Work to be completed
Give the lines below again exactly, starting with the line that holds "pub fn refill_rate(&self)" and going on through the line that holds "pub fn general()".

____ Information supplied

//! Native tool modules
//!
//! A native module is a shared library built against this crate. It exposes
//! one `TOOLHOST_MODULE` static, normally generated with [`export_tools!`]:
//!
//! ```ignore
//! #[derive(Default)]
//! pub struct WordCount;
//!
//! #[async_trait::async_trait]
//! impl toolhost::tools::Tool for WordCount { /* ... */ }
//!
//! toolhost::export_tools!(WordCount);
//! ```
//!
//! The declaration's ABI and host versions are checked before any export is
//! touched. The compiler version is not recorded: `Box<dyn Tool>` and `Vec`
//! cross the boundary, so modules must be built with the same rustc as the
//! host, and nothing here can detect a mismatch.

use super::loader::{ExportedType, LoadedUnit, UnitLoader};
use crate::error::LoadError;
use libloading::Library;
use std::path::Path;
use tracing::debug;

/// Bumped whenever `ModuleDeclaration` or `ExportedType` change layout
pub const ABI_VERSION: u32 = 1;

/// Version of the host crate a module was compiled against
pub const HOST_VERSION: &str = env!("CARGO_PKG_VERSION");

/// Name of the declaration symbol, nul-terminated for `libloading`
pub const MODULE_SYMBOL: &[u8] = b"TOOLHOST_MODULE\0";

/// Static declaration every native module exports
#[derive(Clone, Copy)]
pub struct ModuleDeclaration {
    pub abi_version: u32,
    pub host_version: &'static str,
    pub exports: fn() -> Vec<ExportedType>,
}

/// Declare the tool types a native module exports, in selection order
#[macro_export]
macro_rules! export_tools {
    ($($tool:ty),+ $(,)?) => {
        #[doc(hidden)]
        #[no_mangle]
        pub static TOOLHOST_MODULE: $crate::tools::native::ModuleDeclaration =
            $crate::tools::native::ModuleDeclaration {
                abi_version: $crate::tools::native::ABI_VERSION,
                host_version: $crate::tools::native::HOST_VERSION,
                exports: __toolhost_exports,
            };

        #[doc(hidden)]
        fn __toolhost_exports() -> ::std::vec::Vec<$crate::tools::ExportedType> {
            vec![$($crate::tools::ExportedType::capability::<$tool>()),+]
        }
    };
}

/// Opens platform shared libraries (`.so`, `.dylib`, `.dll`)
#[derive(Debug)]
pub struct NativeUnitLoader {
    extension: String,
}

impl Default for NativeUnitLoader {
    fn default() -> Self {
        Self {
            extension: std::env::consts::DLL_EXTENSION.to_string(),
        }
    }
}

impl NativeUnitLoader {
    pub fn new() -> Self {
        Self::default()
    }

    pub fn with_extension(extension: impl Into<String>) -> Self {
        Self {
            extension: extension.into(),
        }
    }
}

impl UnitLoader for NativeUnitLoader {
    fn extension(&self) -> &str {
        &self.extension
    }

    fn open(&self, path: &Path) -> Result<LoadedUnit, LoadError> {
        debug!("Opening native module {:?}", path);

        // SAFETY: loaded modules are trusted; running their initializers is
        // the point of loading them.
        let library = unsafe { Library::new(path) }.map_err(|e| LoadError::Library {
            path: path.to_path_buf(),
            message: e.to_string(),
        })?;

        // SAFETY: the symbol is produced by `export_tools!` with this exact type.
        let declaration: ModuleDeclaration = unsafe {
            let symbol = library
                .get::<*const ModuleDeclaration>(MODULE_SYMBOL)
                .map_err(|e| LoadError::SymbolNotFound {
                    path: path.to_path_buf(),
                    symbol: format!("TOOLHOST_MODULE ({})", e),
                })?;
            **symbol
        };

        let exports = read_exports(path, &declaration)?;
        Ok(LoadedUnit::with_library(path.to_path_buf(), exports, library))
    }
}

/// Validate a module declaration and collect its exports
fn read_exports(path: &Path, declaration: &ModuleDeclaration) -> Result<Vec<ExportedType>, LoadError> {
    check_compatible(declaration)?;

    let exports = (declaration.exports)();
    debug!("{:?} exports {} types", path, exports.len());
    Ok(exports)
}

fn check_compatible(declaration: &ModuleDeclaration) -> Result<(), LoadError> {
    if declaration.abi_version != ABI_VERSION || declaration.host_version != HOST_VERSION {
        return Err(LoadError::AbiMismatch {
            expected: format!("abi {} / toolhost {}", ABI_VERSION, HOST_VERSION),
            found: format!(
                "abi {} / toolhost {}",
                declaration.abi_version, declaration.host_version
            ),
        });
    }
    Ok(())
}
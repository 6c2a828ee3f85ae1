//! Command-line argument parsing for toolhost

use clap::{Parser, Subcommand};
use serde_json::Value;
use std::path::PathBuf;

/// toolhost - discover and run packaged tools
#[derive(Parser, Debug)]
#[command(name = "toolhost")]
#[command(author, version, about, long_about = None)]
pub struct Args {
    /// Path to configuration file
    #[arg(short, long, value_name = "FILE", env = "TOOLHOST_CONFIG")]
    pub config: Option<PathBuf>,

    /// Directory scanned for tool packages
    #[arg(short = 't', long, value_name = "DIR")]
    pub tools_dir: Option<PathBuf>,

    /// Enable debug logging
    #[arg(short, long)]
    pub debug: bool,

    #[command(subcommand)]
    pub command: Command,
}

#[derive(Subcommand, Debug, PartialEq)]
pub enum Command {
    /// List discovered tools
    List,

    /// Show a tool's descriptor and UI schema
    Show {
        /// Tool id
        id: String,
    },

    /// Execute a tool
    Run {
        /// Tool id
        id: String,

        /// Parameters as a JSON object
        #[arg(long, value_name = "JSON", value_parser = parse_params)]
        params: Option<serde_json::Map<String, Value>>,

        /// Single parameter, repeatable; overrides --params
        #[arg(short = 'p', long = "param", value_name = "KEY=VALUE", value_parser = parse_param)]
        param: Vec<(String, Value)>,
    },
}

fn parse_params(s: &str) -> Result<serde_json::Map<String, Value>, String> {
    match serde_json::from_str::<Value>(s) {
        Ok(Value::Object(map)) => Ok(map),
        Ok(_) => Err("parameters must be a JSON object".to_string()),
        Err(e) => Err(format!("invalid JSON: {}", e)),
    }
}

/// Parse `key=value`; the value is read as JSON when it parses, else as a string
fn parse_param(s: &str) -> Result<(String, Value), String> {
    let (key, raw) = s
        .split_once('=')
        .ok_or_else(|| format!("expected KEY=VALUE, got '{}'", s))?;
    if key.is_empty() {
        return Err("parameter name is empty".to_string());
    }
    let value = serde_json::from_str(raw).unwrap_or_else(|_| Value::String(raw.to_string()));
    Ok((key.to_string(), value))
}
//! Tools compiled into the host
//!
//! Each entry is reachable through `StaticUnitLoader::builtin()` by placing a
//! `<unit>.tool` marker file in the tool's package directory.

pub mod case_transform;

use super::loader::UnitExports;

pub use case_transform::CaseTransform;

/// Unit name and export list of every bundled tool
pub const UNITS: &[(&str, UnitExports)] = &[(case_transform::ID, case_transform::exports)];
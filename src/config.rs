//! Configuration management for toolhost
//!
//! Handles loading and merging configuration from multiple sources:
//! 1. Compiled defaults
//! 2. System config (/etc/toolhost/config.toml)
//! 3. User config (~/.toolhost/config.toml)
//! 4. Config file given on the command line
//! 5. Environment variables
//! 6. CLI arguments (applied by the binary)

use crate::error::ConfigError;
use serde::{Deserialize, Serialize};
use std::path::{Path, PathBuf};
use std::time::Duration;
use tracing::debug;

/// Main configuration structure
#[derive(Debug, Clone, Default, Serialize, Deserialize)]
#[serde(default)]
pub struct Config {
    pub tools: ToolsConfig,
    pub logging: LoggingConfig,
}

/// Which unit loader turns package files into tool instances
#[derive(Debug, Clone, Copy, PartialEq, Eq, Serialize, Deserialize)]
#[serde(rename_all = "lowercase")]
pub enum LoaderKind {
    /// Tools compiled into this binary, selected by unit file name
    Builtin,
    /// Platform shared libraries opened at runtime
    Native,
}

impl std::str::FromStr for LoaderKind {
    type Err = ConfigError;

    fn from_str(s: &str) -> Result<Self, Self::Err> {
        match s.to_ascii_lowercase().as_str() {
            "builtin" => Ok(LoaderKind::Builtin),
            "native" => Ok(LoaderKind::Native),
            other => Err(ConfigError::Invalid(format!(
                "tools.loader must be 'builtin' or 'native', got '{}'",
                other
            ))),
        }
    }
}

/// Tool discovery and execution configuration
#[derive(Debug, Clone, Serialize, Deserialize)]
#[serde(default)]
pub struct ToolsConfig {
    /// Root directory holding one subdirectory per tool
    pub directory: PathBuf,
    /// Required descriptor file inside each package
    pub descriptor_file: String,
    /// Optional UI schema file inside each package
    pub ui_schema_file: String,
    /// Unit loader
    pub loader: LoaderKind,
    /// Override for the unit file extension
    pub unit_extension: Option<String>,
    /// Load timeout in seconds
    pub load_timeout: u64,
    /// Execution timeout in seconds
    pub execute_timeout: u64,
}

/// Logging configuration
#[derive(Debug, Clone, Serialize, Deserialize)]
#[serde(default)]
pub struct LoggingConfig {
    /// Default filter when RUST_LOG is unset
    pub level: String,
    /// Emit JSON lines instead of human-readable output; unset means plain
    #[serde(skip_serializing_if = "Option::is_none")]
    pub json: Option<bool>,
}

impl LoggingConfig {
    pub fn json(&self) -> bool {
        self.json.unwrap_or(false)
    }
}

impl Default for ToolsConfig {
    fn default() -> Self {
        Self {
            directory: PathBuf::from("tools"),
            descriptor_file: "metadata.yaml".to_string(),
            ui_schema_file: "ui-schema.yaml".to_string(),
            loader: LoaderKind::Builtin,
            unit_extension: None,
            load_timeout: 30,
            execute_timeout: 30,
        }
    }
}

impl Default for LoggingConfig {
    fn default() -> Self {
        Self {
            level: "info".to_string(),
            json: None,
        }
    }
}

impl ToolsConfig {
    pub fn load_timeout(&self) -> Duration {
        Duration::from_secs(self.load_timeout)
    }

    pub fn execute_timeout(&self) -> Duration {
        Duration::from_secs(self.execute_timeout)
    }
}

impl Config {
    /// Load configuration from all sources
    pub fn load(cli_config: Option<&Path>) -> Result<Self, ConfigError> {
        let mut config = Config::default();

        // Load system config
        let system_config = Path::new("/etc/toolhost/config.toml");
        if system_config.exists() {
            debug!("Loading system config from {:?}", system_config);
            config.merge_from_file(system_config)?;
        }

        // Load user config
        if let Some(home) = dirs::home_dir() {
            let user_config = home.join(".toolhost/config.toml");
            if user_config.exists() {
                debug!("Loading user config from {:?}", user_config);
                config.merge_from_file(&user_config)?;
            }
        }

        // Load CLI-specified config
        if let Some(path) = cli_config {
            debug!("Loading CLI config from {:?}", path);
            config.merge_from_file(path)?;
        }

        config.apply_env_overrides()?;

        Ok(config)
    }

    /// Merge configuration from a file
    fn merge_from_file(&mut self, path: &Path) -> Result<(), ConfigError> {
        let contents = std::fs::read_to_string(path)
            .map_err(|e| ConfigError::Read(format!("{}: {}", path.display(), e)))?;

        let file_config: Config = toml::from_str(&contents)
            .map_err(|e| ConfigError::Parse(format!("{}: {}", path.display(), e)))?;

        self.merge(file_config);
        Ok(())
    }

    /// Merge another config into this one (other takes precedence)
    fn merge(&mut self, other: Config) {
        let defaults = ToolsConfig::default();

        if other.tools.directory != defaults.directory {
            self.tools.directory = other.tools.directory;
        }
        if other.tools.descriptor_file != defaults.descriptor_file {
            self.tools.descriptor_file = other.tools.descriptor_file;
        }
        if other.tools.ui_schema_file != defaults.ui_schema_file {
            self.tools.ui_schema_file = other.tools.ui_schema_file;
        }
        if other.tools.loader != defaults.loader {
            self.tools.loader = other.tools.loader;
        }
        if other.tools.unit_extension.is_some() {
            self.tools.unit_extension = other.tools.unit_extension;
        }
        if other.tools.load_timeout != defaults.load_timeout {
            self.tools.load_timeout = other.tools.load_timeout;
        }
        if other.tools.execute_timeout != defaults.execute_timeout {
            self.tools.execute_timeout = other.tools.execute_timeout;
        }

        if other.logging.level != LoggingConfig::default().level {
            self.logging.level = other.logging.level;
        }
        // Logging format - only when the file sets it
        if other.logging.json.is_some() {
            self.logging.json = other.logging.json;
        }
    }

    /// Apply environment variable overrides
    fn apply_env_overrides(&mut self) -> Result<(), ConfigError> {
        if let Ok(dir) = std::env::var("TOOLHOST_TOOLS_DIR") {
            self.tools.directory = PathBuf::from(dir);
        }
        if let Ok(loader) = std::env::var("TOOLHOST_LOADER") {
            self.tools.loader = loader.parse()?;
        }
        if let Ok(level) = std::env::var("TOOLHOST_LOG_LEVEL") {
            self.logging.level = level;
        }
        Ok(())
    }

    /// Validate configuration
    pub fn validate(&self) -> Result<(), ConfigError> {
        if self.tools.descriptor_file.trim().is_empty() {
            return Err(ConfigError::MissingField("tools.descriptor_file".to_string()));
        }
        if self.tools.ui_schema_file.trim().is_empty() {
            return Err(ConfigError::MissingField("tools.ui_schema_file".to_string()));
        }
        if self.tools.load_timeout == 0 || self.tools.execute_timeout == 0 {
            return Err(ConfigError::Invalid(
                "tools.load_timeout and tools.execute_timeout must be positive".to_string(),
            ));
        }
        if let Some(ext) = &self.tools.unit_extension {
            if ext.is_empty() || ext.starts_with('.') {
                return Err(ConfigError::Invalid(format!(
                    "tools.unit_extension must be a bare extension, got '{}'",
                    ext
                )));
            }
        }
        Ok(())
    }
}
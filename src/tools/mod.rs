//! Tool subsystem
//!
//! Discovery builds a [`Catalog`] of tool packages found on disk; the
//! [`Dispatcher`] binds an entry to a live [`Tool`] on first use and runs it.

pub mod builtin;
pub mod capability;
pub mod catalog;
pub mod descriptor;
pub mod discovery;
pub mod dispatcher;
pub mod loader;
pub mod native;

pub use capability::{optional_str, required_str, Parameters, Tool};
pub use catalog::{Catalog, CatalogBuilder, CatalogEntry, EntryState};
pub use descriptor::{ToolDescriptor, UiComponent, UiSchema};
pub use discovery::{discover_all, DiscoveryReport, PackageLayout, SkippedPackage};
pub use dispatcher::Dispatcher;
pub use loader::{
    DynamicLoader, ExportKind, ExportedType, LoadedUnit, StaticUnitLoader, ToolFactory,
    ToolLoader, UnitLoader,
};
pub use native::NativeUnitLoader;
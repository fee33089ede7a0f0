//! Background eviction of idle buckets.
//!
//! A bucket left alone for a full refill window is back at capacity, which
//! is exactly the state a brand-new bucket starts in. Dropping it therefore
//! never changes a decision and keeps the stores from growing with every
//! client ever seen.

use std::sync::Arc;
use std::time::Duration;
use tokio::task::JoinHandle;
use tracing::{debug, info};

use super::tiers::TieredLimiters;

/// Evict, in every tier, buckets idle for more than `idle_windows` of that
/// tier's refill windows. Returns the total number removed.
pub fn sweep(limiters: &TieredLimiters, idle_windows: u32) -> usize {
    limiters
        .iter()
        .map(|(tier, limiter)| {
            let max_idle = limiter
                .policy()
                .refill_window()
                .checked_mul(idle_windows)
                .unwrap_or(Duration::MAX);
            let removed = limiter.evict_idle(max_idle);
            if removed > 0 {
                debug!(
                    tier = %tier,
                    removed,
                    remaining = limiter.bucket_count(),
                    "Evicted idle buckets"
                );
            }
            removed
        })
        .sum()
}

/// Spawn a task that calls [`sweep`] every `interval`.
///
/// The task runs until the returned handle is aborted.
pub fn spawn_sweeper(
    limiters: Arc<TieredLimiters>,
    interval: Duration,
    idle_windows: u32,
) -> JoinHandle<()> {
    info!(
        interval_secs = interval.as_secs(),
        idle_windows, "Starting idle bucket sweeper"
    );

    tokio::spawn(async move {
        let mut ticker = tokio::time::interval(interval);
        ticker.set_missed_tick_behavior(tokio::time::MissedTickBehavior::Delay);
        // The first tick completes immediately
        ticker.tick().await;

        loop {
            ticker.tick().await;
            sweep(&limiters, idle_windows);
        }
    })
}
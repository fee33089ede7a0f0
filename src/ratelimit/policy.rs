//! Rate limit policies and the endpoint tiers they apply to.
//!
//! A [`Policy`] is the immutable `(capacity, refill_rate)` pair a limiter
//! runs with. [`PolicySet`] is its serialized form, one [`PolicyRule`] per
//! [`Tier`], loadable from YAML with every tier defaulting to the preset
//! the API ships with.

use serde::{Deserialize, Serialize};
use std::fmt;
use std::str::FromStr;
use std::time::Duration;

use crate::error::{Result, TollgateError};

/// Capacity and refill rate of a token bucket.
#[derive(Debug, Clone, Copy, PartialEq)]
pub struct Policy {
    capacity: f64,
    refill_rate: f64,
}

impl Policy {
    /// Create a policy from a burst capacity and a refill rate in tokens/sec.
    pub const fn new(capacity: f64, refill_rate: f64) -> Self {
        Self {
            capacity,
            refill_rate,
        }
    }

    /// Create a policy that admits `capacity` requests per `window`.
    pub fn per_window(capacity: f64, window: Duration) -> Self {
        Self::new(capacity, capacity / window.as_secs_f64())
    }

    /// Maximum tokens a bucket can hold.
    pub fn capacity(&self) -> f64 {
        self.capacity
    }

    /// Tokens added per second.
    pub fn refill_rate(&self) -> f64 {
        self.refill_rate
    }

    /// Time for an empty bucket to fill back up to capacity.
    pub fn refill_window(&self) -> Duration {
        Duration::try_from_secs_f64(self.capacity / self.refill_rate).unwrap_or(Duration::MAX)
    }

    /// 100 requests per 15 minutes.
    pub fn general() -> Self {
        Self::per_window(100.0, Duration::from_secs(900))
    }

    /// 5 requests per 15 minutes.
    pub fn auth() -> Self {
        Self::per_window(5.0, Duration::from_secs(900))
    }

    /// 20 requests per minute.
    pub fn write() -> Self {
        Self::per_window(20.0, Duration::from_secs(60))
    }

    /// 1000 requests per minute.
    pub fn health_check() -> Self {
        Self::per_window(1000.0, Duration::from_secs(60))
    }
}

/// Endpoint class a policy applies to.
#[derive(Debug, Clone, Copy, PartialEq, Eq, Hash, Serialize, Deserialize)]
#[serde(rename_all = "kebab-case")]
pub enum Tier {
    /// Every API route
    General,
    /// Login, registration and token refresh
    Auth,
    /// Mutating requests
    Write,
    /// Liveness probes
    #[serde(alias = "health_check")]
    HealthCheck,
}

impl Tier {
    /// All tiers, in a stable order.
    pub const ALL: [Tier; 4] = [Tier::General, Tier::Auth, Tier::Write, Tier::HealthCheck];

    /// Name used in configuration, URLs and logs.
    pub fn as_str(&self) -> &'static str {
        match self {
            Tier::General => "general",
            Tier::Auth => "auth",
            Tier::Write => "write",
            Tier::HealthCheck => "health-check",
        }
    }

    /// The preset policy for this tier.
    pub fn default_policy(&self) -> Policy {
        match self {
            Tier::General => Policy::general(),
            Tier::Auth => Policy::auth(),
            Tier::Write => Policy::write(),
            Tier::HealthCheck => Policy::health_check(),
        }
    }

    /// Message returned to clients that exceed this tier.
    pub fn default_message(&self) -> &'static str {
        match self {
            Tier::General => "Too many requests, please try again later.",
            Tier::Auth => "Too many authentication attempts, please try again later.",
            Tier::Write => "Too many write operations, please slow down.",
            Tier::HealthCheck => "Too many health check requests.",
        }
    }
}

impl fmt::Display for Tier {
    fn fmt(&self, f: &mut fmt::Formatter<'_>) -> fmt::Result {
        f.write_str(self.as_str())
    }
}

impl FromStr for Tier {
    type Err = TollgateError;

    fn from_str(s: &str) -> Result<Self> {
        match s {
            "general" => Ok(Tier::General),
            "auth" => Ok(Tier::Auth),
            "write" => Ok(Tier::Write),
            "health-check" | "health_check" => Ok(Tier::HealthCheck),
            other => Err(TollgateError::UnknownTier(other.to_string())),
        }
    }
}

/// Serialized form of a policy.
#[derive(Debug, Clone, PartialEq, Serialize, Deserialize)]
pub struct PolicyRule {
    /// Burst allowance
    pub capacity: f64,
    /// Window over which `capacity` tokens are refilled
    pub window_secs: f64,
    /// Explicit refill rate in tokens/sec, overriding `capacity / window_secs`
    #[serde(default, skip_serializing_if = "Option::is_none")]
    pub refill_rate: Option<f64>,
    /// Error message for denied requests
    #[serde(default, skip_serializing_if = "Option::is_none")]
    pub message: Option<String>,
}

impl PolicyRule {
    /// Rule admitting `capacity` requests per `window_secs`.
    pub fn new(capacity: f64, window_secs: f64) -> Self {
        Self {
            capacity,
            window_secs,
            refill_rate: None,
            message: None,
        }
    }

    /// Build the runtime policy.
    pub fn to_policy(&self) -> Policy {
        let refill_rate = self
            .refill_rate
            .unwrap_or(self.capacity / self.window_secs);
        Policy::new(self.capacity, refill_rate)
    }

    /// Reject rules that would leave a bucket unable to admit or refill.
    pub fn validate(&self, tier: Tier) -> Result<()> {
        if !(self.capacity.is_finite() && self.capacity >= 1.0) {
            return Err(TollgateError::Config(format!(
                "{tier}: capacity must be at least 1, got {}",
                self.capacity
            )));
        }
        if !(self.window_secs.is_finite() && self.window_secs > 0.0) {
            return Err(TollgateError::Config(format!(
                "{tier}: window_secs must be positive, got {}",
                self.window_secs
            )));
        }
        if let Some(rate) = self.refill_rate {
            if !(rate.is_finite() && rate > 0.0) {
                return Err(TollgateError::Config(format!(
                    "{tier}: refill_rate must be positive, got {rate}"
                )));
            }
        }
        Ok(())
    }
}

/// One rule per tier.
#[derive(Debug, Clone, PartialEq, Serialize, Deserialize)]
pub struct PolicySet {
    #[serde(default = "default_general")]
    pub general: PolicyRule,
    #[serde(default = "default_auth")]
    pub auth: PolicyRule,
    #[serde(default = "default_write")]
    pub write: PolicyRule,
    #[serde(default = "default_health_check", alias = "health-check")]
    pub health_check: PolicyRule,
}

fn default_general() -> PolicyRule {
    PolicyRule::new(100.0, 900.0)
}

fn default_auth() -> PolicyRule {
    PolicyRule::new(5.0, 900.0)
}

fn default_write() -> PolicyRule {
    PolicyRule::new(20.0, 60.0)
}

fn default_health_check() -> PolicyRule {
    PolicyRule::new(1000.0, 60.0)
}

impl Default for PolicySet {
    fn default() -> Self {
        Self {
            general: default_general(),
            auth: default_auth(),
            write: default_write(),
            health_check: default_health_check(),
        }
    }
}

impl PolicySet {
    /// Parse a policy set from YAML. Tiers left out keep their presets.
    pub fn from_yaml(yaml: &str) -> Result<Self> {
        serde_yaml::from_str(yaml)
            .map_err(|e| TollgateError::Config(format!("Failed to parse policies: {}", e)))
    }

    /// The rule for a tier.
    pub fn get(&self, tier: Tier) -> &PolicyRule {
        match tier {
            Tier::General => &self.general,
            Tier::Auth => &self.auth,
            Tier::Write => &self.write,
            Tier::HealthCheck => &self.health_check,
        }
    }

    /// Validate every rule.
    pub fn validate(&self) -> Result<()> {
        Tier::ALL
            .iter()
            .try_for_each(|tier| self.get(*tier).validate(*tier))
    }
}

________

Result for this exercise
    pub fn refill_rate(&self) -> f64 {
        self.refill_rate
    }

    /// Time for an empty bucket to fill back up to capacity.
    pub fn refill_window(&self) -> Duration {
        Duration::try_from_secs_f64(self.capacity / self.refill_rate).unwrap_or(Duration::MAX)
    }

    /// 100 requests per 15 minutes.
    pub fn general() -> Self {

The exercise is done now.